During Messiah Complex, Frenzy joined in the battle against the X-Teams, most often battling Colossus. In X-Men: Divided We Stand, the Acolytes steal Professor X's body, but are defeated and Frenzy was put into a coma by Magneto. Xavier later woke her, but the Acolytes soon disbanded.

===Joining the X-Men===
Frenzy later joins other mutants to the island of Utopia. Alongside other mutants, she battles the Dark Avengers and Nimrods.

Following the end of Age of X, an alternate timeline in which she was married to Cyclops, Joanna had trouble adjusting back to normal life, as her experiences as a hero had a profound effect on her. She confronted Cyclops about the time they shared together in the other timeline, but he rejected her. Frenzy then starts dressing as her Age of X counterpart and decides that she wants to become an X-Man.

She joins Rogue's X-Men team, assisting in tracking down Legion's escaped personalities and rescuing Havok, Polaris and Marvel Girl from space.

===Jean Grey School For Higher Learning===
Following the X-Men's Schism, Frenzy leaves Utopia alongside Wolverine and other former X-Men to re-open the Jean Grey School For Higher Learning. Before departing Utopia, she assists Rogue and a few other X-Men in saving Ariel.
Following the release of the Terrigen Mist clouds on Earth and their threat to mutants, Frenzy chose to ally herself with Crystal and her team of Inhumans.

===Dawn and Fall of X===
In House of X and Powers of X, Frenzy joins the mutant nation of Krakoa. She later joins the newly reinstated S.W.O.R.D. satellite (post X of Swords) as Intergalactic Ambassador.

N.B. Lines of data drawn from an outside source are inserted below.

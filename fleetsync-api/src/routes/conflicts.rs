//! Conflict REST API Routes
//!
//! Detection, manual reporting, policy resolution (single and batch), and
//! log queries. Resolution failures are structured results inside a `200`
//! body: a conflict that cannot be resolved automatically stays `manual`
//! and is not an HTTP error.

use axum::{
    extract::{Path, Query, State},
    http::StatusCode,
    response::IntoResponse,
    routing::{get, post},
    Json, Router,
};
use fleetsync_conflict::{BatchError, ConflictRecord};
use fleetsync_core::{ConflictError, ConflictId};
use std::sync::Arc;

use crate::{
    coordinator::Coordinator,
    error::{ApiError, ApiResult},
    state::AppState,
    types::{
        ConflictListResponse, DetectConflictsRequest, ListConflictsQuery, ReportConflictRequest,
        ResolveBatchRequest, ResolveConflictRequest, ResolveConflictResponse,
        DEFAULT_CONFLICT_PAGE,
    },
};

fn validate_path(path: &str) -> ApiResult<()> {
    if path.trim().is_empty() || path.split('.').any(str::is_empty) {
        return Err(ApiError::validation_failed(format!(
            "invalid record path {:?}",
            path
        )));
    }
    Ok(())
}

/// POST /v1/conflicts/detect - Compare two sources of one record
#[cfg_attr(feature = "openapi", utoipa::path(
    post,
    path = "/v1/conflicts/detect",
    tag = "Conflicts",
    request_body = DetectConflictsRequest,
    responses(
        (status = 200, description = "Detected conflicts (possibly none)", body = ConflictListResponse),
        (status = 400, description = "Invalid request", body = ApiError),
    ),
))]
pub async fn detect_conflicts(
    State(coordinator): State<Arc<Coordinator>>,
    Json(req): Json<DetectConflictsRequest>,
) -> ApiResult<impl IntoResponse> {
    validate_path(&req.path)?;
    let conflicts = coordinator.detect_conflicts(&req.path, &req.a, &req.b)?;
    Ok(Json(ConflictListResponse { conflicts }))
}

/// POST /v1/conflicts/report - Log a conflict detection cannot infer
#[cfg_attr(feature = "openapi", utoipa::path(
    post,
    path = "/v1/conflicts/report",
    tag = "Conflicts",
    request_body = ReportConflictRequest,
    responses(
        (status = 201, description = "Conflict logged", body = ConflictRecord),
        (status = 400, description = "Invalid request", body = ApiError),
    ),
))]
pub async fn report_conflict(
    State(coordinator): State<Arc<Coordinator>>,
    Json(req): Json<ReportConflictRequest>,
) -> ApiResult<impl IntoResponse> {
    validate_path(&req.path)?;
    let record = ConflictRecord::new(req.path, req.conflict_type, req.sources)?;
    let record = coordinator.report_conflict(record)?;
    Ok((StatusCode::CREATED, Json(record)))
}

/// POST /v1/conflicts/resolve - Resolve one conflict by policy
#[cfg_attr(feature = "openapi", utoipa::path(
    post,
    path = "/v1/conflicts/resolve",
    tag = "Conflicts",
    request_body = ResolveConflictRequest,
    responses(
        (status = 200, description = "Resolution outcome", body = ResolveConflictResponse),
        (status = 400, description = "Neither or both of conflict_id and record given", body = ApiError),
        (status = 404, description = "Conflict not found", body = ApiError),
        (status = 409, description = "Conflict already resolved", body = ApiError),
    ),
))]
pub async fn resolve_conflict(
    State(coordinator): State<Arc<Coordinator>>,
    Json(req): Json<ResolveConflictRequest>,
) -> ApiResult<impl IntoResponse> {
    let (record, outcome) = match (req.conflict_id, req.record) {
        (Some(conflict_id), None) => coordinator.resolve(conflict_id)?,
        (None, Some(mut record)) => {
            if record.sources.len() < 2 {
                return Err(ConflictError::InsufficientSources {
                    count: record.sources.len(),
                }
                .into());
            }
            let outcome = coordinator.resolve_record(&mut record);
            (record, outcome)
        }
        _ => {
            return Err(ApiError::validation_failed(
                "exactly one of conflict_id and record is required",
            ))
        }
    };
    Ok(Json(ResolveConflictResponse { record, outcome }))
}

/// POST /v1/conflicts/resolve/batch - Resolve many conflicts independently
#[cfg_attr(feature = "openapi", utoipa::path(
    post,
    path = "/v1/conflicts/resolve/batch",
    tag = "Conflicts",
    request_body = ResolveBatchRequest,
    responses(
        (status = 200, description = "Per-record outcomes", body = fleetsync_conflict::BatchOutcome),
    ),
))]
pub async fn resolve_batch(
    State(coordinator): State<Arc<Coordinator>>,
    Json(req): Json<ResolveBatchRequest>,
) -> ApiResult<impl IntoResponse> {
    let mut records = req.records;
    let mut lookup_errors = Vec::new();
    for conflict_id in req.conflict_ids {
        match coordinator.resolver().get(conflict_id) {
            Ok(record) => records.push(record),
            Err(err) => lookup_errors.push(BatchError {
                conflict_id,
                message: err.to_string(),
            }),
        }
    }

    let mut outcome = coordinator.resolve_batch(records);
    outcome.errors.extend(lookup_errors);
    Ok(Json(outcome))
}

/// GET /v1/conflicts/stats - Totals for alerting
#[cfg_attr(feature = "openapi", utoipa::path(
    get,
    path = "/v1/conflicts/stats",
    tag = "Conflicts",
    responses(
        (status = 200, description = "Conflict statistics", body = fleetsync_conflict::ConflictStats),
    ),
))]
pub async fn conflict_stats(
    State(coordinator): State<Arc<Coordinator>>,
) -> ApiResult<impl IntoResponse> {
    let stats = coordinator.resolver().stats()?;
    Ok(Json(stats))
}

/// GET /v1/conflicts - Recent conflicts, newest first
#[cfg_attr(feature = "openapi", utoipa::path(
    get,
    path = "/v1/conflicts",
    tag = "Conflicts",
    params(
        ("limit" = Option<usize>, Query, description = "Maximum number of records"),
        ("unresolved_only" = Option<bool>, Query, description = "Only unresolved records"),
    ),
    responses(
        (status = 200, description = "Conflict history", body = ConflictListResponse),
    ),
))]
pub async fn list_conflicts(
    State(coordinator): State<Arc<Coordinator>>,
    Query(params): Query<ListConflictsQuery>,
) -> ApiResult<impl IntoResponse> {
    let limit = params.limit.unwrap_or(DEFAULT_CONFLICT_PAGE);
    let conflicts = if params.unresolved_only {
        let mut unresolved = coordinator.resolver().unresolved()?;
        unresolved.reverse();
        unresolved.truncate(limit);
        unresolved
    } else {
        coordinator.resolver().history(limit)?
    };
    Ok(Json(ConflictListResponse { conflicts }))
}

/// GET /v1/conflicts/{conflict_id} - One logged conflict
#[cfg_attr(feature = "openapi", utoipa::path(
    get,
    path = "/v1/conflicts/{conflict_id}",
    tag = "Conflicts",
    params(("conflict_id" = String, Path, description = "Conflict identifier")),
    responses(
        (status = 200, description = "Conflict record", body = ConflictRecord),
        (status = 404, description = "Conflict not found", body = ApiError),
    ),
))]
pub async fn get_conflict(
    State(coordinator): State<Arc<Coordinator>>,
    Path(conflict_id): Path<ConflictId>,
) -> ApiResult<impl IntoResponse> {
    let record = coordinator.resolver().get(conflict_id)?;
    Ok(Json(record))
}

pub fn create_router(state: AppState) -> Router {
    Router::new()
        .route("/", get(list_conflicts))
        .route("/detect", post(detect_conflicts))
        .route("/report", post(report_conflict))
        .route("/resolve", post(resolve_conflict))
        .route("/resolve/batch", post(resolve_batch))
        .route("/stats", get(conflict_stats))
        .route("/:conflict_id", get(get_conflict))
        .with_state(state)
}

#[cfg(test)]
mod tests {
    use super::*;

    #[test]
    fn test_validate_path() {
        assert!(validate_path("dashboards.main").is_ok());
        assert!(validate_path("").is_err());
        assert!(validate_path("dashboards..main").is_err());
        assert!(validate_path("dashboards.").is_err());
    }
}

Frenzy was included in the third annual vote to join the X-Men. In a twist, all options were added into a new incarnation of the X-Men, only to be killed by Nimrod at the Hellfire Gala. The team are resurrected and guided in a hunt for a version of Moira X in the Moira Engine.

==Powers and abilities==
Frenzy is a mutant who possesses steel-hard skin that makes her resistant to most forms of conventional physical injury, as well as temperature extremes. She has been shown to merely shrug off being covered in flames and is also highly resistant to microwave radiation, though adamantium has been shown to puncture her skin after an encounter with X-23. Frenzy also possesses superhuman strength, approximately on par with Spider-Man. In later appearances, she has been depicted as strong enough to battle characters like Rogue, and She-Hulk.

==Other versions==
Joanna Cargill has a number of alternate reality versions in Marvel Comics. She marries Cyclops in "Age of X", survives the zombie outbreak with her fellow Acolytes in Marvel Zombies, joins Gene Nation in Days of Future Now, and is a member of the X-Men in X-Men: The End.

==In other media==
- Joanna Cargill makes a non-speaking appearance in the X-Men: The Animated Series two-part episode "Sanctuary" as a member of Magneto's Acolytes. Additionally, an alternate timeline incarnation of Cargill appears in the episode "One Man's Worth" [Pt. 1] as a member of a mutant resistance movement.
  - Joanna Cargill reappears as a member of the Acolytes in the X-Men '97 season 2 episode, "Strange Land, Savage Heart".
- Joanna Cargill appears in the X-Men: Mutant Empire novel trilogy as a member of Magneto's Acolytes.

==Reception==
- Screen Rant ranked Frenzy 9th in "11 X-Men Heroes Who Out-Wolverine Wolverine as the Franchise's Biggest Badasses", 9th in "10 Strongest X-Men Heroes of All Time (Ranked by Physical Strength)", and 6th in "X-Men: Ranking All of Cyclops' Love Interests by Chemistry".
- Comic Book Resources ranked Frenzy 10th in "10 X-Men That Are Surprisingly More Powerful Than Black Widow", 5th in "The 10 Most Powerful X-Men No One Talks About, Ranked" and included her in "10 X-Men Missing From Marvel Snap".
- Collider included Frenzy in "10 X-Men Villains We Want to See in the Animated Series Reboot".
- Paste Magazine included Frenzy in "The 15 Most Underrated, Underused X-Men Characters".